La nuit du mardi 4 août 1789 est la date la plus fameuse de notre histoire parlementaire : elle marque le moment où un ordre juridique et social façonné par les siècles, composé d’une hiérarchie d’ordres, de corps et de communautés séparés, et définis par des privilèges, s’est en quelque sorte évanoui, pour laisser la place à un univers social repensé comme un ensemble d’individus libres et égaux, soumis chacun à l’autorité universelle de la loi.

François Furet, Dictionnaire critique de la Révolution française

Avant la nuit du 4 août 1789 : la Grande Peur

La France de juillet 1789 fait face à une radicalité nouvelle. Elle se soulève à proportion de la diffusion de la nouvelle de la chute de la Bastille dans les campagnes. Le mécontentement latent, renforcé par des rumeurs de complots et de manipulations (selon lesquelles on voudrait empêcher l’avènement des temps nouveaux) , poussent les paysans à s’armer, dans certaines parties du royaume surtout (Hainaut, Bourgogne, Normandie, etc.).

Les paysans se dirigent souvent vers le château le plus proche pour y brûler le terrier, document possédé par un seigneur, qui tenait registre de l’ensemble de ses droits particuliers. Les propriétaires présents sont parfois molestés ; les pigeonniers, dont la construction était un droit féodal, sont détruits.

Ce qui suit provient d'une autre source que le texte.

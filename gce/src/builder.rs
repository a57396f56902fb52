//! Graph Builder — constructs the bidirectional node graph from a root
//! GC, pulling sub-GCs from the store on demand (`spec.md` §4.2).

use std::collections::VecDeque;
use std::sync::Arc;

use crate::error::{ExecutorError, Result};
use crate::function_info::FunctionInfo;
use crate::node::{GcNode, NodeGraph, NodeId, Role};
use crate::record::{GcRecord, SubGc};
use crate::store::GcStore;

fn resolve_sub(store: &dyn GcStore, sub: &SubGc) -> Result<Option<Arc<GcRecord>>> {
    match sub {
        SubGc::Null => Ok(None),
        SubGc::Record(r) => Ok(Some(r.clone())),
        SubGc::Signature(sig) => store
            .get(*sig)
            .map(Some)
            .ok_or(ExecutorError::MissingSignature(*sig)),
    }
}

fn lookup_info(function_map: &indexmap::IndexMap<crate::record::Signature, FunctionInfo>, sig: crate::record::Signature) -> FunctionInfo {
    function_map.get(&sig).cloned().unwrap_or_else(|| FunctionInfo::null(sig))
}

/// Builds the node graph rooted at `gc`, per `spec.md` §4.2.
pub fn build(
    store: &dyn GcStore,
    function_map: &indexmap::IndexMap<crate::record::Signature, FunctionInfo>,
    half_limit: u32,
    limit: u32,
    gc: Arc<GcRecord>,
) -> Result<NodeGraph> {
    let root_info = lookup_info(function_map, gc.signature);
    let root_node = GcNode::new(gc, None, Role::I, root_info);
    let mut graph = NodeGraph::with_root(root_node);

    let mut queue: VecDeque<NodeId> = VecDeque::new();
    queue.push_back(graph.root);

    while let Some(node_id) = queue.pop_front() {
        let (is_codon, unknown) = {
            let n = &graph[node_id];
            (n.is_codon, n.unknown)
        };
        if is_codon || unknown {
            continue;
        }

        for role in [Role::A, Role::B] {
            let sub = match role {
                Role::A => graph[node_id].gc.gca.clone(),
                Role::B => graph[node_id].gc.gcb.clone(),
                Role::I => unreachable!(),
            };
            let Some(child_gc) = resolve_sub(store, &sub)? else {
                continue;
            };

            let info = lookup_info(function_map, child_gc.signature);
            log::debug!(
                "builder: node {} resolving {:?} child {} (exists={})",
                graph.uid(node_id),
                role,
                child_gc.signature,
                !info.is_null()
            );

            if !info.is_null() {
                if info.line_count > limit {
                    return Err(ExecutorError::InvalidComposition {
                        uid: graph.uid(node_id),
                        detail: format!(
                            "existing function for {} has line count {} exceeding limit {}",
                            child_gc.signature, info.line_count, limit
                        ),
                    });
                }
                if info.line_count < half_limit {
                    let child_id = graph.push(GcNode::new(child_gc, Some(node_id), role, info));
                    set_child(&mut graph, node_id, role, child_id);
                    queue.push_back(child_id);
                } else {
                    let mut child = GcNode::new(child_gc, Some(node_id), role, info);
                    child.assess = false;
                    child.exists = true;
                    child.terminal = true;
                    // Calling an already-large existing function costs
                    // the parent exactly one line, regardless of that
                    // function's own (unchanged) line count.
                    child.num_lines = 1;
                    let child_id = graph.push(child);
                    set_child(&mut graph, node_id, role, child_id);
                    // Do not descend.
                }
            } else {
                let child_id = graph.push(GcNode::new(child_gc, Some(node_id), role, info));
                set_child(&mut graph, node_id, role, child_id);
                queue.push_back(child_id);
            }
        }
    }

    Ok(graph)
}

fn set_child(graph: &mut NodeGraph, parent: NodeId, role: Role, child: NodeId) {
    match role {
        Role::A => graph[parent].gca_node = Some(child),
        Role::B => graph[parent].gcb_node = Some(child),
        Role::I => unreachable!(),
    }
}
//! GC Record — the external, immutable data the executor consumes.
//!
//! Everything in this module is produced elsewhere (the GC store, the
//! connection-graph validator) and is never mutated by the executor.

use std::fmt;
use std::sync::Arc;

use crate::cgraph::ConnectionGraph;

/// 32-byte content hash identifying a GC record.
#[derive(Clone, Copy, PartialEq, Eq, Hash)]
pub struct Signature(pub [u8; 32]);

impl Signature {
    /// Last 8 hex characters, used in node `uid`s and diagnostics.
    pub fn short_hex(&self) -> String {
        let hex: String = self.0.iter().map(|b| format!("{b:02x}")).collect();
        hex[hex.len() - 8..].to_string()
    }
}

impl fmt::Debug for Signature {
    fn fmt(&self, f: &mut fmt::Formatter<'_>) -> fmt::Result {
        write!(f, "Signature({})", self.short_hex())
    }
}

impl fmt::Display for Signature {
    fn fmt(&self, f: &mut fmt::Formatter<'_>) -> fmt::Result {
        write!(f, "{}", self.short_hex())
    }
}

/// A GCA/GCB sub-GC slot: either a fully-hydrated record, an
/// unresolved signature that must be fetched from the store, or the
/// absence of a child branch.
///
/// See `spec.md` §9 ("Dual representation of sub-GC slots").
#[derive(Clone)]
pub enum SubGc {
    Null,
    Signature(Signature),
    Record(Arc<GcRecord>),
}

impl SubGc {
    pub fn is_null(&self) -> bool {
        matches!(self, SubGc::Null)
    }
}

/// An import declaration a codon's inline template depends on (e.g. a
/// module path that must be brought into scope exactly once per
/// context before the template's first use).
#[derive(Clone, PartialEq, Eq, Hash, Debug)]
pub struct ImportDef(pub String);

/// A runtime value flowing through an emitted function.
///
/// Deliberately small: just enough to express the codon set this
/// crate is grounded against (`xor`, `rshift1`, `rand64`, `lit1`) and
/// any composition of them.
#[derive(Clone, Debug, PartialEq, Eq)]
pub enum Value {
    Unit,
    Bool(bool),
    Int(u64),
    Tuple(Vec<Value>),
}

impl Value {
    pub fn as_int(&self) -> u64 {
        match self {
            Value::Int(v) => *v,
            other => panic!("expected Value::Int, got {other:?}"),
        }
    }
}

/// The runtime semantics of a codon: given its input values (in input
/// index order), produce its output values (in output index order).
///
/// See `SPEC_FULL.md` §13: in the absence of an embedded compiler, a
/// codon's `inline` template gives the textual ABI while `codon_fn`
/// gives the behaviour the installed closure actually runs.
pub type CodonFn = Arc<dyn Fn(&[Value]) -> Vec<Value> + Send + Sync>;

/// A frozen GC record, consumed but never mutated by the executor.
///
/// See `spec.md` §3.
pub struct GcRecord {
    pub signature: Signature,
    pub cgraph: ConnectionGraph,
    pub gca: SubGc,
    pub gcb: SubGc,
    pub is_codon: bool,
    pub is_conditional: bool,
    /// Which control interface a conditional node carries, if any.
    /// `spec.md` names `F`, `L` or `W`; `None` for non-conditional GCs.
    pub control_row: Option<crate::cgraph::Row>,
    pub num_inputs: u16,
    pub num_outputs: u16,
    pub inline: Option<String>,
    pub imports: Vec<ImportDef>,
    pub num_codons: u64,
    pub codon_fn: Option<CodonFn>,
}

impl fmt::Debug for GcRecord {
    fn fmt(&self, f: &mut fmt::Formatter<'_>) -> fmt::Result {
        f.debug_struct("GcRecord")
            .field("signature", &self.signature)
            .field("is_codon", &self.is_codon)
            .field("is_conditional", &self.is_conditional)
            .field("num_inputs", &self.num_inputs)
            .field("num_outputs", &self.num_outputs)
            .field("num_codons", &self.num_codons)
            .finish()
    }
}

Les députés sont alors occupés à la rédaction d’une Constitution. Mais la nouvelle de ces désordres qui enflamment la France bouscule leur calendrier. En effet, il est impossible de laisser faire les paysans, même s’ils visent des propriétés seigneuriales, parfois occupées par des roturiers. La défense du droit de propriété est un principe cardinal. On ne veut pas aller vers le partage des terres.

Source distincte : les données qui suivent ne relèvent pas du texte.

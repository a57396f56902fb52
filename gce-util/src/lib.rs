//! Small arena and hashing utilities shared by the crates in this workspace.
//!
//! [`index_vec`] provides a `Vec<T>` wrapper indexed by a typed handle instead
//! of a bare `usize`, which is how the node graph and connection graph in
//! `gce` avoid self-referential / reference-counted node structures.

pub mod index_vec;

pub use index_vec::{Idx, IndexVec};

/// A fast, non-cryptographic hash map, aliased so callers don't need to
/// depend on `rustc-hash` directly.
pub type FxHashMap<K, V> = std::collections::HashMap<K, V, rustc_hash::FxBuildHasher>;

/// A fast, non-cryptographic hash set.
pub type FxHashSet<T> = std::collections::HashSet<T, rustc_hash::FxBuildHasher>;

Que faire face à l’agitation ?

Cependant, les députés se retrouvent face à un problème politique complexe. La guerre civile pourrait menacer : les milices bourgeoises, frappées par la peur de voir leurs propriétés attaquées, pourraient prendre l’initiative d’une répression.

Il est toutefois impossible de recourir à la force armée du Roi pour réprimer les soulèvements, au double risque d’une reprise en main du pouvoir par Louis XVI (dont le soutien n’est pas assuré) et d’une aliénation durable du soutien populaire. Il semble tout aussi impossible de mettre en oeuvre à court terme une politique sociale d’assistance aux pauvres.

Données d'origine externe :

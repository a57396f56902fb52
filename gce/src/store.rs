//! GC Store — the external, read-only collaborator the executor pulls
//! sub-GCs from on demand (`spec.md` §6). Only the contract matters
//! here; the actual store (DB-backed, cached, whatever) lives outside
//! this crate.

use std::sync::Arc;

use crate::record::{GcRecord, Signature};

/// Resolves a signature to its GC record.
///
/// Must return a consistent record for the same signature across one
/// execution context's lifetime.
pub trait GcStore {
    fn get(&self, signature: Signature) -> Option<Arc<GcRecord>>;
}
//! Optimisation hooks — declared per `spec.md` §4.5/§9, shipped as
//! no-ops with a stable contract so an implementer may realise them
//! later without changing the public API.

use crate::node::{NodeGraph, NodeId};

/// A pure transformation over one emitted function's node tree. Must
/// preserve semantics and may only remove or replace lines, never
/// reorder observable side effects across sequence points.
pub trait Pass {
    fn name(&self) -> &'static str;

    /// Apply the pass to `function`'s subtree within `graph`.
    fn apply(&self, graph: &mut NodeGraph, function: NodeId);
}

/// Constant-evaluation: fold codons whose inputs are all compile-time
/// constants. Not yet realised.
pub struct ConstFold;

impl Pass for ConstFold {
    fn name(&self) -> &'static str {
        "const-fold"
    }
    fn apply(&self, _graph: &mut NodeGraph, _function: NodeId) {}
}

/// Common-subexpression elimination across a function's terminal
/// connections. Not yet realised.
pub struct Cse;

impl Pass for Cse {
    fn name(&self) -> &'static str {
        "cse"
    }
    fn apply(&self, _graph: &mut NodeGraph, _function: NodeId) {}
}

/// Algebraic simplification of codon chains. Not yet realised.
pub struct Simplify;

impl Pass for Simplify {
    fn name(&self) -> &'static str {
        "simplify"
    }
    fn apply(&self, _graph: &mut NodeGraph, _function: NodeId) {}
}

Le 23 juillet, une motion est votée à l’Assemblée pour demander le calme et appeler au maintien de l’ordre. Elle reste sans effet. Les députés réagissent. Le 3 août par exemple, Salomon, député du Tiers état d’Orléans, dénonce les violences paysannes.

La nuit du 4 août 1789

nuit 4 aout abolition privileges

Face à l’urgence, une solution émerge : « séparer les propriétés féodales de la propriété tout court et reconvertir la part légitime des premières en bon argent bourgeois » (Furet).

La préparation par le club breton

La nuit du 4 août n’est pas un événement spontané. Son scénario est préparé.  La stratégie de l’abolition des privilèges est probablement décidée au sein du Club breton, un rassemblement de députés du Tiers état et de la noblesse libérale. Son fondateur, Le Chapelier, à la réputation de patriote, est alors président de l’Assemblée.

Les membres du Club breton décident d’adopter une double stratégie (Bertaud) : faire commencer la séance la nuit, pour dissuader certains députés potentiellement hostiles d’y assister, et faire plaider la cause par des députés de la noblesse, pour déconcerter les députés de cet ordre.

La séance

La séance débute donc la soirée du 4 août vers huit heures du soir. Les deux députés de la noblesse libérale devant intervenir sont le vicomte de Noailles, un cadet de famille sans fortune, et le duc d’Aiguillon, l’un des plus riches propriétaires du royaume.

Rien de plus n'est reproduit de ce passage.